Task goal: Both the line below containing "Configuration file support" and the line containing "HTTP listener settings", along with every line between them, should be repeated exactly; no other line belongs in the answer.

Material for the task:
= = =
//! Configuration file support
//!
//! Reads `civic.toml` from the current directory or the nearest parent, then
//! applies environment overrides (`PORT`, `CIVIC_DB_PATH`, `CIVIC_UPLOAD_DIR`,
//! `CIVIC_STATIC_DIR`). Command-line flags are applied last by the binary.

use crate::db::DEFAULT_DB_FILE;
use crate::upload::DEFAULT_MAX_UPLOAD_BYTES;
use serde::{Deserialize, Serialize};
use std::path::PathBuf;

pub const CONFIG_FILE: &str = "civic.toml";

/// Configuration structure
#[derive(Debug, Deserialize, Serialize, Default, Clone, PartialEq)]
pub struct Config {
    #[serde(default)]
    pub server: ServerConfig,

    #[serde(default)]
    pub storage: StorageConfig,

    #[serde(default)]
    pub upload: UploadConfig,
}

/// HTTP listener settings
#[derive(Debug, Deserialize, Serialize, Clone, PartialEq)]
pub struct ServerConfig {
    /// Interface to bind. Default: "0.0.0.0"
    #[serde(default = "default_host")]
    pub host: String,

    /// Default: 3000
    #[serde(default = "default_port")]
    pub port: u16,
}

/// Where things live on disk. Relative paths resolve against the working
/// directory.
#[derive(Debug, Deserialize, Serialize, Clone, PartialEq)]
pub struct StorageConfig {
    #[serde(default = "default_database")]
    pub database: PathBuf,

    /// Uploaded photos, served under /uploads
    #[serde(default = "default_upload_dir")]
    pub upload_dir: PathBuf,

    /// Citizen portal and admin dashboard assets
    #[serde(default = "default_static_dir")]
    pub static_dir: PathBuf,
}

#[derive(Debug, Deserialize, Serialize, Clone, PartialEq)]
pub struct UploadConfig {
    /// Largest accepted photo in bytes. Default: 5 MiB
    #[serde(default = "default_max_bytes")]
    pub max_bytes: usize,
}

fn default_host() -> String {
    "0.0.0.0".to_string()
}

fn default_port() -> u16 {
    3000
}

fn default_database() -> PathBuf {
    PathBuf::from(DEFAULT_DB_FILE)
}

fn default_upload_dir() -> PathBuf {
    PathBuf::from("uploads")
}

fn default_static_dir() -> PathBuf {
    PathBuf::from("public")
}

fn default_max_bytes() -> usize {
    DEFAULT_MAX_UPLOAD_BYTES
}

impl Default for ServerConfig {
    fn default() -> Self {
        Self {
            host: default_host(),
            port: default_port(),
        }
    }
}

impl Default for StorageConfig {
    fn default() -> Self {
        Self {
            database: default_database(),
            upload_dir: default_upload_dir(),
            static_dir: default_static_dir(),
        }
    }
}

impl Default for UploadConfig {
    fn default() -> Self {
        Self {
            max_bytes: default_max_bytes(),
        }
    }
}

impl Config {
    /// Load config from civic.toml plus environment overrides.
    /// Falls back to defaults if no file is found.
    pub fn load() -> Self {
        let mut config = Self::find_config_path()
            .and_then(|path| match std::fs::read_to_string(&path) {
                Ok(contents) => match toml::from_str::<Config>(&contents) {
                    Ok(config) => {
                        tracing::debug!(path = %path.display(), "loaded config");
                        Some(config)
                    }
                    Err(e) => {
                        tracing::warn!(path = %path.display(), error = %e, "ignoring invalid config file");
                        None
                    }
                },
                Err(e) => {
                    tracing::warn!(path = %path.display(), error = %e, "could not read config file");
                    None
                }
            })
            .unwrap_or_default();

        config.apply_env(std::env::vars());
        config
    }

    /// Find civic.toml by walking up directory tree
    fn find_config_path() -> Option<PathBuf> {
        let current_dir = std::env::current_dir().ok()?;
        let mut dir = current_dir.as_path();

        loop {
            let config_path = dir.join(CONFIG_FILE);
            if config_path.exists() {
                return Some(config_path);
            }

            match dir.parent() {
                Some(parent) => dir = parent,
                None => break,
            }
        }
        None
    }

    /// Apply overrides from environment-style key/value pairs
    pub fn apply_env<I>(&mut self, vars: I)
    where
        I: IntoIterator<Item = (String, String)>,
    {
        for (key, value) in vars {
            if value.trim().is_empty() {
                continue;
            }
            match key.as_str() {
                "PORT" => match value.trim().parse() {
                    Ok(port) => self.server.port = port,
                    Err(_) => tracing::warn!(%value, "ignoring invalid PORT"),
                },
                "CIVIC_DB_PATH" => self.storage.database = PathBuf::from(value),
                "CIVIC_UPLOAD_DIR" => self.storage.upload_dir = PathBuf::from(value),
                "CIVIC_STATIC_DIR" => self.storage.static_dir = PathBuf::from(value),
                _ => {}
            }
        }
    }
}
= = =
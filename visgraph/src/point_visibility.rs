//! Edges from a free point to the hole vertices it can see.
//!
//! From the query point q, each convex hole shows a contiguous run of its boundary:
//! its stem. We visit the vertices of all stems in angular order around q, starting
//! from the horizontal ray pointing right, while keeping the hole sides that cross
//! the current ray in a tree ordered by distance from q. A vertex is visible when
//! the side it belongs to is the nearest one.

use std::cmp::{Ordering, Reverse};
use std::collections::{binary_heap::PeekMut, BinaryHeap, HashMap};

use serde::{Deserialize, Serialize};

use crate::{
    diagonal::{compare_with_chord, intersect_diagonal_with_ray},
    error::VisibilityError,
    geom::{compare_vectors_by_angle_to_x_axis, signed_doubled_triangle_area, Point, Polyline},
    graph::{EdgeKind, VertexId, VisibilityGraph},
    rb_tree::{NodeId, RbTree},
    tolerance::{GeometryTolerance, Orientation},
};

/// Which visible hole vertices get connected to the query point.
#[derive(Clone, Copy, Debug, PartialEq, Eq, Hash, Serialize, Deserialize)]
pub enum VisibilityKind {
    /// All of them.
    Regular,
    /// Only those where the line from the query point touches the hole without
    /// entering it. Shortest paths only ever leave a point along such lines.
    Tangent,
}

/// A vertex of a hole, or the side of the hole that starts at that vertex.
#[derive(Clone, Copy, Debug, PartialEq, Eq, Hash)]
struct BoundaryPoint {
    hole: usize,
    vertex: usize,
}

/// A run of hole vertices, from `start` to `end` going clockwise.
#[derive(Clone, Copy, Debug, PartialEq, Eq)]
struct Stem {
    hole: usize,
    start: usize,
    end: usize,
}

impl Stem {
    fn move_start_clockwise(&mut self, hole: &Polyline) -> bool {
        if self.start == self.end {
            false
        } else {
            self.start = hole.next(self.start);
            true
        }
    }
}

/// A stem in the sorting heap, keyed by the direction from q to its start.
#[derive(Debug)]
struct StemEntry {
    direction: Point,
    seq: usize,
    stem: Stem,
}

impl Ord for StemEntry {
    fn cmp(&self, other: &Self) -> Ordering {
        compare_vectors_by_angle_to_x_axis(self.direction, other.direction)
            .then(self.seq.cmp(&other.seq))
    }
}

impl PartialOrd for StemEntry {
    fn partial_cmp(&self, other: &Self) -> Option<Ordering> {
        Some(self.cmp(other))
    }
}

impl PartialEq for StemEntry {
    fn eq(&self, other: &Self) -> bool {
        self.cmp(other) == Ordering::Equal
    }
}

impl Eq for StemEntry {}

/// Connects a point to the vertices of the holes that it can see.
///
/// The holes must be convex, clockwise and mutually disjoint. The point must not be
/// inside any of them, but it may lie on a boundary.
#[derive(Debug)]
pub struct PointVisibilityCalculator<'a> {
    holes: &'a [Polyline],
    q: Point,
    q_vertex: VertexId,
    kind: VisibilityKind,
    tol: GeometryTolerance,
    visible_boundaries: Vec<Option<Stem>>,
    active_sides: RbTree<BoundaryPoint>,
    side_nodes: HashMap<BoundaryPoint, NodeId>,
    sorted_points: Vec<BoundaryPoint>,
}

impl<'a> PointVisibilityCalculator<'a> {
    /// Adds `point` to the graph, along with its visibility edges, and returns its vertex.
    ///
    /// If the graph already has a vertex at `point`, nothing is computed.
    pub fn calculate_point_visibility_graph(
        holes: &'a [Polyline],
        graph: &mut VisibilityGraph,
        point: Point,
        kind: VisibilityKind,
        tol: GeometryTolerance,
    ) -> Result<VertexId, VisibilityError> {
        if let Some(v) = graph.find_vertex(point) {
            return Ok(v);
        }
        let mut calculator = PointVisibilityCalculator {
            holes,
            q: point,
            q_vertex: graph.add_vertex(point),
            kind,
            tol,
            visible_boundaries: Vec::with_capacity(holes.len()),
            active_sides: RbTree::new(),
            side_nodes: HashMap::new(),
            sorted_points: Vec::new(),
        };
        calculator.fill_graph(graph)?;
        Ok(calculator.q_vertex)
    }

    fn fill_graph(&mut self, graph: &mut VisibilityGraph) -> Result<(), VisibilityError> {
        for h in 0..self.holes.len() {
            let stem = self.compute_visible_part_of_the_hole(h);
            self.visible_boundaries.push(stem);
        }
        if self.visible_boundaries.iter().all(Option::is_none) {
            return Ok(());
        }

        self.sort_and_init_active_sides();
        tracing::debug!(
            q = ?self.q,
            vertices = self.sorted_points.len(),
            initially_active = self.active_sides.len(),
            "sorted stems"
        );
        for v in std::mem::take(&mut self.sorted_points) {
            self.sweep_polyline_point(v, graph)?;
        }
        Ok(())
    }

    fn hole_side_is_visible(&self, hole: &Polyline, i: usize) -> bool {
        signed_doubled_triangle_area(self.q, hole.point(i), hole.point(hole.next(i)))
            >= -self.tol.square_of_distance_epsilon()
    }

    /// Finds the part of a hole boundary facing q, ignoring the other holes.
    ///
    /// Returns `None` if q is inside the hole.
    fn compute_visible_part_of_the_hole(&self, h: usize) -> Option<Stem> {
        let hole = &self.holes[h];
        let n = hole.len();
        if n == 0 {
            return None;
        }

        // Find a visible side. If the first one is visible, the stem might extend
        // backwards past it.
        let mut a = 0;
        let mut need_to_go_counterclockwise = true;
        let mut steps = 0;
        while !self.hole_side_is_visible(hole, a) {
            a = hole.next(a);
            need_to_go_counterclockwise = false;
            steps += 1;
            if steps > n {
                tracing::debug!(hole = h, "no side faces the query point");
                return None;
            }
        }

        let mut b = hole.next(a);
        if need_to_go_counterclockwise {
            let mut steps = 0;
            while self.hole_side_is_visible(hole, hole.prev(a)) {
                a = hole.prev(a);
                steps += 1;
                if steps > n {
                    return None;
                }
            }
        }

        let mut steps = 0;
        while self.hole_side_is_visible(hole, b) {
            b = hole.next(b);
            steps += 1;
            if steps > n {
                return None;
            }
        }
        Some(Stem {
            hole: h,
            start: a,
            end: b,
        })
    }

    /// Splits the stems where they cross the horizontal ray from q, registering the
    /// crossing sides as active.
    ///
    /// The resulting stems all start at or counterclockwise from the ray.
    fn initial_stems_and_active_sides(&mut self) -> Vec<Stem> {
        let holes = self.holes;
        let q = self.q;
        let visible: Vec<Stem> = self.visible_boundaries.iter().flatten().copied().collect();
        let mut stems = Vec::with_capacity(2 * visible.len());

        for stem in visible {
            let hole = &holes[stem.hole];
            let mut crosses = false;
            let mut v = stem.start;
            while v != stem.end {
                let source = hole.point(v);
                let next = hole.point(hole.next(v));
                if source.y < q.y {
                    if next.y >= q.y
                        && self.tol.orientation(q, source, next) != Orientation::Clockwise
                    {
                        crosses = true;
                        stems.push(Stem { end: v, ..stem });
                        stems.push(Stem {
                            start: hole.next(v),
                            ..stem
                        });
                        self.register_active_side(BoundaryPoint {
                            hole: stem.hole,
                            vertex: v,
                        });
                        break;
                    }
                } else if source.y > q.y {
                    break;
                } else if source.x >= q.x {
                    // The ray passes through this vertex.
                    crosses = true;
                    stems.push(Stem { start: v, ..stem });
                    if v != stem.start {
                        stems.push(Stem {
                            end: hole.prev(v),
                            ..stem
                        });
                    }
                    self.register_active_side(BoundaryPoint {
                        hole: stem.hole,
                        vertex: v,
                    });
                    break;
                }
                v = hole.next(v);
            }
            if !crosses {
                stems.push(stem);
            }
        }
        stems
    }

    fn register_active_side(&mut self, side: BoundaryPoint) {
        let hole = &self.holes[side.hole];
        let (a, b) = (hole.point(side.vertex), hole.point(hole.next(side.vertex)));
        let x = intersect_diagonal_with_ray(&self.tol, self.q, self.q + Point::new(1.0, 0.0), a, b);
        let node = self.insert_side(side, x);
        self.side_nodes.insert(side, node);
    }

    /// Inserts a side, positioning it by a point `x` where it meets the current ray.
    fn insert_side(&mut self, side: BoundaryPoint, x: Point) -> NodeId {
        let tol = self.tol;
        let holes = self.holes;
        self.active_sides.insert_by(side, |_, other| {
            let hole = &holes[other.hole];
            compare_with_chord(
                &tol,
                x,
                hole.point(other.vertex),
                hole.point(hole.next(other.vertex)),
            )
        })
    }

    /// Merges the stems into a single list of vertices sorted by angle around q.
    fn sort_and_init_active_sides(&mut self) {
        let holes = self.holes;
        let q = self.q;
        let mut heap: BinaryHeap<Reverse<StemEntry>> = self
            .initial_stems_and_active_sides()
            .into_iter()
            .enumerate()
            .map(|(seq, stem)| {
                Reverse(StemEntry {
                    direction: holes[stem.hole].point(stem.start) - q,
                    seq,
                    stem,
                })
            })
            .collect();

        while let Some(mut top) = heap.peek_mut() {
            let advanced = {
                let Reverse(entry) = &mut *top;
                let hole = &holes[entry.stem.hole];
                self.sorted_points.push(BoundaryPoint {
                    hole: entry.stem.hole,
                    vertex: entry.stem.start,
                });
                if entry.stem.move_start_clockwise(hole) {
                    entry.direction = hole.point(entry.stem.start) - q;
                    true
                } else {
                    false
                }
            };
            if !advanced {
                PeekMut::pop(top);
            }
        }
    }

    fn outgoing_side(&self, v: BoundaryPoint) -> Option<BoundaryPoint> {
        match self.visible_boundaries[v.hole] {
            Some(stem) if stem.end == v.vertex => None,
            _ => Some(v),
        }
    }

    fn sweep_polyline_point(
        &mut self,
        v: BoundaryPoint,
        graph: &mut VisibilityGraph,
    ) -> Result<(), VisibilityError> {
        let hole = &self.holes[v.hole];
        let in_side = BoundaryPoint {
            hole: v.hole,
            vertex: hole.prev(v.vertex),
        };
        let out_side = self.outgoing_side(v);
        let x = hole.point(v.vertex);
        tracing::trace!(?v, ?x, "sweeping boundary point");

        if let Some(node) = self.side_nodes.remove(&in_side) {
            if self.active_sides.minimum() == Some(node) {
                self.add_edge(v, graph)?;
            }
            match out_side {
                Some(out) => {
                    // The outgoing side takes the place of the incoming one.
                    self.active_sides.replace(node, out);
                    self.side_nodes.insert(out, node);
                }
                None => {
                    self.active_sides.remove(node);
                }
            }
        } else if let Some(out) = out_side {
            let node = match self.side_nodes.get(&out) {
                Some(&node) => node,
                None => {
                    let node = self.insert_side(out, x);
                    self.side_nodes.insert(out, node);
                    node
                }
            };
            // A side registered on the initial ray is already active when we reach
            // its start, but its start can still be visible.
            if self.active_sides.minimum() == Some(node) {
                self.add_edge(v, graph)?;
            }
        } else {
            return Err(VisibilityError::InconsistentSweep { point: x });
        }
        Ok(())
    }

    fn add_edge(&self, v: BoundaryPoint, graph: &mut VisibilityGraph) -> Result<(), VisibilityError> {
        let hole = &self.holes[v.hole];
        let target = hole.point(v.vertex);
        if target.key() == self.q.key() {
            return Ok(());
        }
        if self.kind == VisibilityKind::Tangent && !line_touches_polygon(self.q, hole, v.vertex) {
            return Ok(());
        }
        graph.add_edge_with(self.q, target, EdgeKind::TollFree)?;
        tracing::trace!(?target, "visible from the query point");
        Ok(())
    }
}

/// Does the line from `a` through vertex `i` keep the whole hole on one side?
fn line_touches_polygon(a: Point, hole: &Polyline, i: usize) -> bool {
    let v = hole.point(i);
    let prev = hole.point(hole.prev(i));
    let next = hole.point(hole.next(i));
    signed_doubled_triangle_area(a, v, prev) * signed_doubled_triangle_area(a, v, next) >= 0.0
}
= = =
Written reply:
//! Configuration file support
//!
//! Reads `civic.toml` from the current directory or the nearest parent, then
//! applies environment overrides (`PORT`, `CIVIC_DB_PATH`, `CIVIC_UPLOAD_DIR`,
//! `CIVIC_STATIC_DIR`). Command-line flags are applied last by the binary.

use crate::db::DEFAULT_DB_FILE;
use crate::upload::DEFAULT_MAX_UPLOAD_BYTES;
use serde::{Deserialize, Serialize};
use std::path::PathBuf;

pub const CONFIG_FILE: &str = "civic.toml";

/// Configuration structure
#[derive(Debug, Deserialize, Serialize, Default, Clone, PartialEq)]
pub struct Config {
    #[serde(default)]
    pub server: ServerConfig,

    #[serde(default)]
    pub storage: StorageConfig,

    #[serde(default)]
    pub upload: UploadConfig,
}

/// HTTP listener settings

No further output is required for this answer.